Input for this task |
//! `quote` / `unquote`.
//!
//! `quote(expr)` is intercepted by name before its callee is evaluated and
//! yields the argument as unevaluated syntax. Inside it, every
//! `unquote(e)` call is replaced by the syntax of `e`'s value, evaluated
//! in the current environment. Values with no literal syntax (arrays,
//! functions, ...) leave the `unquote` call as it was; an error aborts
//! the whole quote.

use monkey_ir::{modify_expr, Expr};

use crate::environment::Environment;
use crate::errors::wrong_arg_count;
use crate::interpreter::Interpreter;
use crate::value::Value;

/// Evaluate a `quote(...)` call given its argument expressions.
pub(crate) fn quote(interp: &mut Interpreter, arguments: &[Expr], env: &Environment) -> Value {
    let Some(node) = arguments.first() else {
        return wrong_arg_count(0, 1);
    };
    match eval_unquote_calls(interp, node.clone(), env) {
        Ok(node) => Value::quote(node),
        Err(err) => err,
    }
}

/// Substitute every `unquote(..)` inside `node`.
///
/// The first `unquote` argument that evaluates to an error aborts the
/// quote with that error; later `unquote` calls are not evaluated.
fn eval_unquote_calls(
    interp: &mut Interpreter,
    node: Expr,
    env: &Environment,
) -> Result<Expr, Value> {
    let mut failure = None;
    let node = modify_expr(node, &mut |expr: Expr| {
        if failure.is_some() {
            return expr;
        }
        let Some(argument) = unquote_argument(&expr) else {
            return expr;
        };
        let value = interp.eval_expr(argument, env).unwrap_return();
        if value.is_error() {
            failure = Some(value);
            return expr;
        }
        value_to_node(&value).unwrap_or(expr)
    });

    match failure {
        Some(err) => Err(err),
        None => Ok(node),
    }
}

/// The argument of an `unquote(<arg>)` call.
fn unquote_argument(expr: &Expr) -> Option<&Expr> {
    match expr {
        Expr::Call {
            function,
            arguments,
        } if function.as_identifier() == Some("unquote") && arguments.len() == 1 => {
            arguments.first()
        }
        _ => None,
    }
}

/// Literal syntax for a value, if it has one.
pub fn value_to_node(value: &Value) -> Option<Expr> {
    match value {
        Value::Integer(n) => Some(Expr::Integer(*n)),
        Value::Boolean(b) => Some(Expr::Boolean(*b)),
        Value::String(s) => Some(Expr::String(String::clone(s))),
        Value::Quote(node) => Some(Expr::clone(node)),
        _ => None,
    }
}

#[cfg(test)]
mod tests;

--

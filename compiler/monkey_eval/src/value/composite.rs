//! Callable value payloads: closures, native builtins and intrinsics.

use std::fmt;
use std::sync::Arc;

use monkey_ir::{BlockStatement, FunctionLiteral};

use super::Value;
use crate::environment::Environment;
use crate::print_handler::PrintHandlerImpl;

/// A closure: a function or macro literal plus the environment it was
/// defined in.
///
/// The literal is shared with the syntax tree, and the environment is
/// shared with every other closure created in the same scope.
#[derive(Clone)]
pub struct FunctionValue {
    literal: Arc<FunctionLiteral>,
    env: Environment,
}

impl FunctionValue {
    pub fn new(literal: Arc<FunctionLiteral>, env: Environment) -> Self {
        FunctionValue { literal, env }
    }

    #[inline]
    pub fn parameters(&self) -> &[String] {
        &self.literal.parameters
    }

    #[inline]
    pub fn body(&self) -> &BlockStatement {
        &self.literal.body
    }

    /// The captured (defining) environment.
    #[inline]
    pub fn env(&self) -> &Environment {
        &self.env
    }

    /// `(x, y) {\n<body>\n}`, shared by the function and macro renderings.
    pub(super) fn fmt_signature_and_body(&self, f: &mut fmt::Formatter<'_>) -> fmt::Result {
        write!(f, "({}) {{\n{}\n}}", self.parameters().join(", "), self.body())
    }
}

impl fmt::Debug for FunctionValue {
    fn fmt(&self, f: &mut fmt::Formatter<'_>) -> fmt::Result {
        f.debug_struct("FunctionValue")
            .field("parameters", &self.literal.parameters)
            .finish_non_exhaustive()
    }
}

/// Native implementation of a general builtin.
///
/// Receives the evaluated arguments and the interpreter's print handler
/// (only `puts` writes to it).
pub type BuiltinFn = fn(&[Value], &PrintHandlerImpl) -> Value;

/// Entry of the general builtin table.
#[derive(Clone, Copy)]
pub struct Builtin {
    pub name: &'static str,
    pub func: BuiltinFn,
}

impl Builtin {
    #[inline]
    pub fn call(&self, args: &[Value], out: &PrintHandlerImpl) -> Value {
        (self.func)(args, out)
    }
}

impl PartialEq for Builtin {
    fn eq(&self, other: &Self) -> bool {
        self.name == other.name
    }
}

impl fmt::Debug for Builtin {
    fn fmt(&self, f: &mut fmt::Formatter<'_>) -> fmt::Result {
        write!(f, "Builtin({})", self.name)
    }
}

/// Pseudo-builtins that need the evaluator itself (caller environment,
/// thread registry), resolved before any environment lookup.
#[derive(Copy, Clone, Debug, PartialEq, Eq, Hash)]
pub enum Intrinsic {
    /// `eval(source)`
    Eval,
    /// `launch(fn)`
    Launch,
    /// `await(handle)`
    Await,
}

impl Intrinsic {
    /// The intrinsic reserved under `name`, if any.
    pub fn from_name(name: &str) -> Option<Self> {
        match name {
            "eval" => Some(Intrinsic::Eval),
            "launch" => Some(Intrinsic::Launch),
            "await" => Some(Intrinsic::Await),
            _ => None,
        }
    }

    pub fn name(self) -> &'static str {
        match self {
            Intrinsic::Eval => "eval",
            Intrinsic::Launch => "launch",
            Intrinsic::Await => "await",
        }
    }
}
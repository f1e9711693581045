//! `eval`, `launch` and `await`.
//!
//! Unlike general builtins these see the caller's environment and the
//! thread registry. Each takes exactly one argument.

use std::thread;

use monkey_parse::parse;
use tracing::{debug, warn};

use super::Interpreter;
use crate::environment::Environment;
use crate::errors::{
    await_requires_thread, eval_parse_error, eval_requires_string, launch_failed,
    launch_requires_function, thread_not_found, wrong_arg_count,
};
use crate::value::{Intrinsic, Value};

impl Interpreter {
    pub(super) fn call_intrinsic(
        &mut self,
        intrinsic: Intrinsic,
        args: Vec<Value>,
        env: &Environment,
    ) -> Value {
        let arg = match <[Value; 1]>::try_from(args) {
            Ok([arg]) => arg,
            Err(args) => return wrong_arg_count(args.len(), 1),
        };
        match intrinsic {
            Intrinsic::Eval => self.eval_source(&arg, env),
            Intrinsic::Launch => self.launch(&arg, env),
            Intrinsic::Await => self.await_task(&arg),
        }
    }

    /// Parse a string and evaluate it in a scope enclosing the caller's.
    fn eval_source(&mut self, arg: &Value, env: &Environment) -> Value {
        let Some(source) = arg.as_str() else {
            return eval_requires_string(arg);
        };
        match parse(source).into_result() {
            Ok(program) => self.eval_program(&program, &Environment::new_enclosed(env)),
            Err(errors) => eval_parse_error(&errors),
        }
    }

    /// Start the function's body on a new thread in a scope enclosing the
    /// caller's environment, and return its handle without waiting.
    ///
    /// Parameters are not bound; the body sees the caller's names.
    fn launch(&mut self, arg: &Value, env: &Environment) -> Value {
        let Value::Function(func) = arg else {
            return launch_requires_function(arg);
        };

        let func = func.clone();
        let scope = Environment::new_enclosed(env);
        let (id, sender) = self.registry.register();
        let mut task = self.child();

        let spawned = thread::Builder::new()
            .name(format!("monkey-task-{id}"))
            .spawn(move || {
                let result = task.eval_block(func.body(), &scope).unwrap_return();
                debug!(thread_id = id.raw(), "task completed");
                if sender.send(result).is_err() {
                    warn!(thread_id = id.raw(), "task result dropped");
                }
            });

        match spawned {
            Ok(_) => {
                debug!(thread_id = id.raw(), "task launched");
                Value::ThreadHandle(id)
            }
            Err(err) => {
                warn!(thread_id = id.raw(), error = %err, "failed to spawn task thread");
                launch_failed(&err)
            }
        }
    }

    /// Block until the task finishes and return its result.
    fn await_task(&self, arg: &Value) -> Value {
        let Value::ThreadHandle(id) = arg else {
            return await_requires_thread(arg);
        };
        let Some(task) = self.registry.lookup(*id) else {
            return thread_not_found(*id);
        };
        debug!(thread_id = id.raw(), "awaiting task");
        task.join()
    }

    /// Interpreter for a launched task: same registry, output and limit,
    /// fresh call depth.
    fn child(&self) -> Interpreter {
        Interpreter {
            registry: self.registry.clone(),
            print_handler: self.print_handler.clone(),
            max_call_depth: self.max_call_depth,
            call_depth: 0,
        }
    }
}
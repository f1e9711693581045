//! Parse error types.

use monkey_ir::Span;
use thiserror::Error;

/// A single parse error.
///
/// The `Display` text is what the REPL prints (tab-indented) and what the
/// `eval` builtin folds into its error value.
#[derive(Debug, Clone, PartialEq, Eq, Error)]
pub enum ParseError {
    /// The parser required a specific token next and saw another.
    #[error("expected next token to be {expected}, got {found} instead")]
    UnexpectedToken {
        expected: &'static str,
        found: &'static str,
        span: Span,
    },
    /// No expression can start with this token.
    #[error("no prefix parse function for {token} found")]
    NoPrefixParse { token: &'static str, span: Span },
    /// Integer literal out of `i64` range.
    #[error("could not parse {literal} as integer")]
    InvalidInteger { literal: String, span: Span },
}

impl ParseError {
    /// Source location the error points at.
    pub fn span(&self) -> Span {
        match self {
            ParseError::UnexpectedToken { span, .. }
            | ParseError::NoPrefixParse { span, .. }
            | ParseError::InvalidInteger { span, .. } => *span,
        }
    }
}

What you will do | Return every line above in which the string "BlockStatement" occurs.

Your solution |
use monkey_ir::{BlockStatement, FunctionLiteral};
    pub fn body(&self) -> &BlockStatement {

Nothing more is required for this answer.